One of those who hated him most bitterly, yet who seemed most attached to him, was the Count-Duke of Schwerin, a man who, alike from his dark complexion and his evil disposition, was known in his own country as "Black Henry." The king had often been warned to beware of this man, but, frank and open by nature and slow to suspect guile, he disregarded these warnings and went on treating him as a trusty friend.

This enabled Count Henry to make himself familiar with Valdemar's habits and mode of life. He secretly aided certain traitors who cherished evil designs against the king; but when he found that all these plots failed he devised one of his own which the king's trust in him aided him in carrying out.

In the spring of the year 1233 Valdemar invited his seeming friend to a two days' hunt which he proposed to enjoy in the woods of Lyö, but the count sent word that he regretted his inability to join him, as he had been hurt by a fall and could not leave his bed.

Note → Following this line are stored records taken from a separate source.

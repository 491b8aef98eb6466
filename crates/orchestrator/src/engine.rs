//! The transfer engine
//!
//! Every mutating operation is expressed as a `TransferPlan` and run by
//! `Engine::execute`. The engine owns the phase progression, the single
//! app-wide reentrancy guard, active-chain validation at entry and again
//! immediately before each submission, and the no-fallback fee rule.

use std::sync::atomic::{AtomicBool, Ordering};
use std::sync::Arc;

use alloy_primitives::{Address, B256, U256};
use evm_client::{ChainReader, TxReceipt};
use tokio::sync::RwLock;
use wallet::{TransactionRequest, WalletConnector};
use yieldcoin_core::{
    ChainId, Error, MessageId, ProtocolError, Result, TxHash, WalletError,
};

use crate::approval::{ensure_approved, ApprovalOutcome};
use crate::status::{OperationStatus, Phase, StatusHandle};

/// One transaction the plan will submit, in order
#[derive(Debug, Clone)]
pub struct SubmitAction {
    pub label: &'static str,
    pub to: Address,
    pub data: Vec<u8>,
    /// Native value attached (router fees travel here)
    pub value: U256,
}

/// Outcome of fee estimation, decided before the engine runs.
/// There is no fallback constant: an unavailable estimate blocks
/// submission unless the caller explicitly acknowledged it.
#[derive(Debug, Clone)]
pub enum FeeDecision {
    NotRequired,
    Quoted(U256),
    Unavailable { reason: String, acknowledged: bool },
}

/// Approval the plan needs before its first action
#[derive(Debug, Clone)]
pub struct ApprovalSpec {
    pub token: Address,
    pub spender: Address,
    pub amount: U256,
}

/// Balance precondition checked before anything is sent
#[derive(Debug, Clone)]
pub struct BalanceRequirement {
    pub token: Address,
    pub required: U256,
}

/// Event to recover a cross-chain message id from the final receipt
#[derive(Debug, Clone)]
pub struct MessageEvent {
    pub emitter: Address,
    pub topic0: B256,
}

pub struct TransferPlan {
    pub operation: &'static str,
    pub chain_id: ChainId,
    pub balance: Option<BalanceRequirement>,
    pub fee: FeeDecision,
    pub approval: Option<ApprovalSpec>,
    pub actions: Vec<SubmitAction>,
    pub message_event: Option<MessageEvent>,
    /// Source side finishing is not the end: the operation parks in
    /// `AwaitingDestination` instead of `Completed`
    pub cross_chain: bool,
}

#[derive(Debug, Clone)]
pub struct OperationOutcome {
    pub status_id: String,
    pub tx_hashes: Vec<TxHash>,
    pub message_id: Option<MessageId>,
}

pub struct Engine {
    wallet: Arc<dyn WalletConnector>,
    busy: AtomicBool,
    current: RwLock<Option<StatusHandle>>,
}

impl Engine {
    pub fn new(wallet: Arc<dyn WalletConnector>) -> Self {
        Self {
            wallet,
            busy: AtomicBool::new(false),
            current: RwLock::new(None),
        }
    }

    /// Status of the most recent operation, if any
    pub async fn status(&self) -> Option<OperationStatus> {
        match self.current.read().await.as_ref() {
            Some(handle) => Some(handle.snapshot().await),
            None => None,
        }
    }

    /// Dismiss a displayed error on the current operation
    pub async fn dismiss_error(&self) {
        if let Some(handle) = self.current.read().await.as_ref() {
            handle.dismiss_error().await;
        }
    }

    /// Run a plan to completion. At most one plan runs at a time; a
    /// second call while one is in flight fails fast with `Busy` and
    /// touches nothing.
    pub async fn execute(
        &self,
        reader: Arc<dyn ChainReader>,
        plan: TransferPlan,
    ) -> Result<OperationOutcome> {
        if self
            .busy
            .compare_exchange(false, true, Ordering::SeqCst, Ordering::SeqCst)
            .is_err()
        {
            return Err(Error::Protocol(ProtocolError::Busy));
        }

        let status = StatusHandle::new(plan.operation, plan.chain_id);
        *self.current.write().await = Some(status.clone());

        let result = match self.run(&reader, &plan, &status).await {
            Ok(outcome) => Ok(outcome),
            Err(err) => {
                status.set_error(err.class(), err.to_string()).await;
                Err(err)
            }
        };
        // release only after the outcome landed on the handle; a racing
        // execute must not replace it while the error is still unwritten
        self.busy.store(false, Ordering::SeqCst);
        result
    }

    async fn run(
        &self,
        reader: &Arc<dyn ChainReader>,
        plan: &TransferPlan,
        status: &StatusHandle,
    ) -> Result<OperationOutcome> {
        let owner = self.wallet.address().await?;

        // entry chain check; the wallet may need to switch first
        if self.wallet.active_chain_id().await? != plan.chain_id {
            status.set_phase(Phase::NeedsChainSwitch).await;
            self.wallet.switch_chain(plan.chain_id).await?;
            let active = self.wallet.active_chain_id().await?;
            if active != plan.chain_id {
                return Err(Error::Wallet(WalletError::SwitchRefused {
                    chain_id: plan.chain_id.as_u64(),
                    message: format!("wallet stayed on chain {active}"),
                }));
            }
        }

        // balance precondition; a failed read aborts, it is not zero
        if let Some(req) = &plan.balance {
            let available = reader.balance_of(req.token, owner).await?;
            if available < req.required {
                return Err(Error::Protocol(ProtocolError::InsufficientBalance {
                    required: req.required.to_string(),
                    available: available.to_string(),
                }));
            }
        }

        if let FeeDecision::Unavailable { reason, acknowledged } = &plan.fee {
            if !acknowledged {
                return Err(Error::Protocol(ProtocolError::EstimateFailed {
                    reason: reason.clone(),
                }));
            }
            tracing::warn!(
                operation = plan.operation,
                %reason,
                "proceeding without a fee estimate at caller's request"
            );
        }

        if let Some(spec) = &plan.approval {
            status.set_phase(Phase::NeedsApproval).await;
            let outcome = ensure_approved(
                reader,
                &self.wallet,
                plan.chain_id,
                spec.token,
                owner,
                spec.spender,
                spec.amount,
            )
            .await?;
            if let ApprovalOutcome::Approved { tx_hash, .. } = outcome {
                status.record_tx(tx_hash).await;
            }
        }

        status.set_phase(Phase::ReadyToSubmit).await;

        let mut last_receipt: Option<TxReceipt> = None;
        for action in &plan.actions {
            // the wallet may have been switched away between steps
            let active = self.wallet.active_chain_id().await?;
            if active != plan.chain_id {
                return Err(Error::Wallet(WalletError::SwitchRefused {
                    chain_id: plan.chain_id.as_u64(),
                    message: format!("wallet moved to chain {active} mid-operation"),
                }));
            }

            status.set_phase(Phase::Submitting).await;
            let tx_hash = self
                .wallet
                .send_transaction(TransactionRequest {
                    chain_id: plan.chain_id,
                    from: owner,
                    to: action.to,
                    data: action.data.clone().into(),
                    value: action.value,
                })
                .await?;
            status.record_tx(tx_hash).await;
            tracing::info!(
                operation = plan.operation,
                step = action.label,
                %tx_hash,
                "transaction submitted"
            );
            last_receipt = Some(reader.wait_for_receipt(tx_hash).await?);
        }

        if let Some(event) = &plan.message_event {
            let receipt = last_receipt.as_ref().ok_or_else(|| {
                Error::Protocol(ProtocolError::MessageIdNotFound {
                    contract: event.emitter.to_string(),
                    tx_hash: "no transaction submitted".into(),
                })
            })?;
            let message_id = ccip::extract_message_id(receipt, event.emitter, event.topic0)?;
            status.record_message_id(message_id).await;
        }

        if plan.cross_chain {
            status.set_phase(Phase::AwaitingDestination).await;
        } else {
            status.set_phase(Phase::Completed).await;
        }

        let snapshot = status.snapshot().await;
        Ok(OperationOutcome {
            status_id: snapshot.id,
            tx_hashes: snapshot.tx_hashes,
            message_id: snapshot.message_id,
        })
    }
}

His bed just then was his horse's saddle. The opportunity which he awaited had come, and he spent the night scouring the country in search of aid for the plot he had in view, which was no less than to seize and hold prisoner his trusting royal friend. He knew the island well, and when his spies told him that the king and his son Valdemar had landed at Lyö with a small following of huntsmen and servants, Black Henry prepared to carry out his plot.

The king's first day's hunt was a hard one and he and his son slept soundly that night in the rude hut that had been put up for their use. No one thought of any need of guarding it and the few attendants of the king were scattered about, sleeping under the shelter of rocks and trees.

Late that night Count Henry and his men landed and made their way silently and cautiously through the tired sleepers to the royal hut, which he well knew where to find. Quietly entering, they deftly gagged the king and prince before they could awake, and before either of them could raise a hand in resistance sacks of wool and straw were drawn over their heads, so closely as nearly to choke them, and strong bonds were tied round their legs and arms.

Thus thoroughly disabled, the strong king and his youthful son were carried through the midst of their own people to the strand and laid helplessly in the bottom of the waiting boat, which was rowed away with muffled oars, gliding across the narrow sound to the shore of Fyen. Here waited a fast-sailing yacht to which the captives were transferred, sail being set before a favoring wind for the German coast.

The next morning, when the king's attendants were searching for the missing king, he and his son, still bound and gagged, were landed on a lonely part of the sea-shore, placed on awaiting horses, and tightly secured to the saddles, after which they were hurried on at full gallop, stopping only at intervals to change the armed escort, until the castle of Danneberg, in Hanover, was reached.

This castle had been loaned by its owner to Count Henry, he having no stronghold of his own deemed secure enough to hold such important captives. So roughly had they been treated that when the bonds were removed from Prince Valdemar, who resembled his mother Dagmar alike in his beauty and her feebleness, the blood flowed from every part of his body. Yet, without regard to his youth and sufferings, the cruel captor shut up him and his royal father in a cold and dark dungeon, where they were left without a change of clothing and fed on the poorest and coarsest food.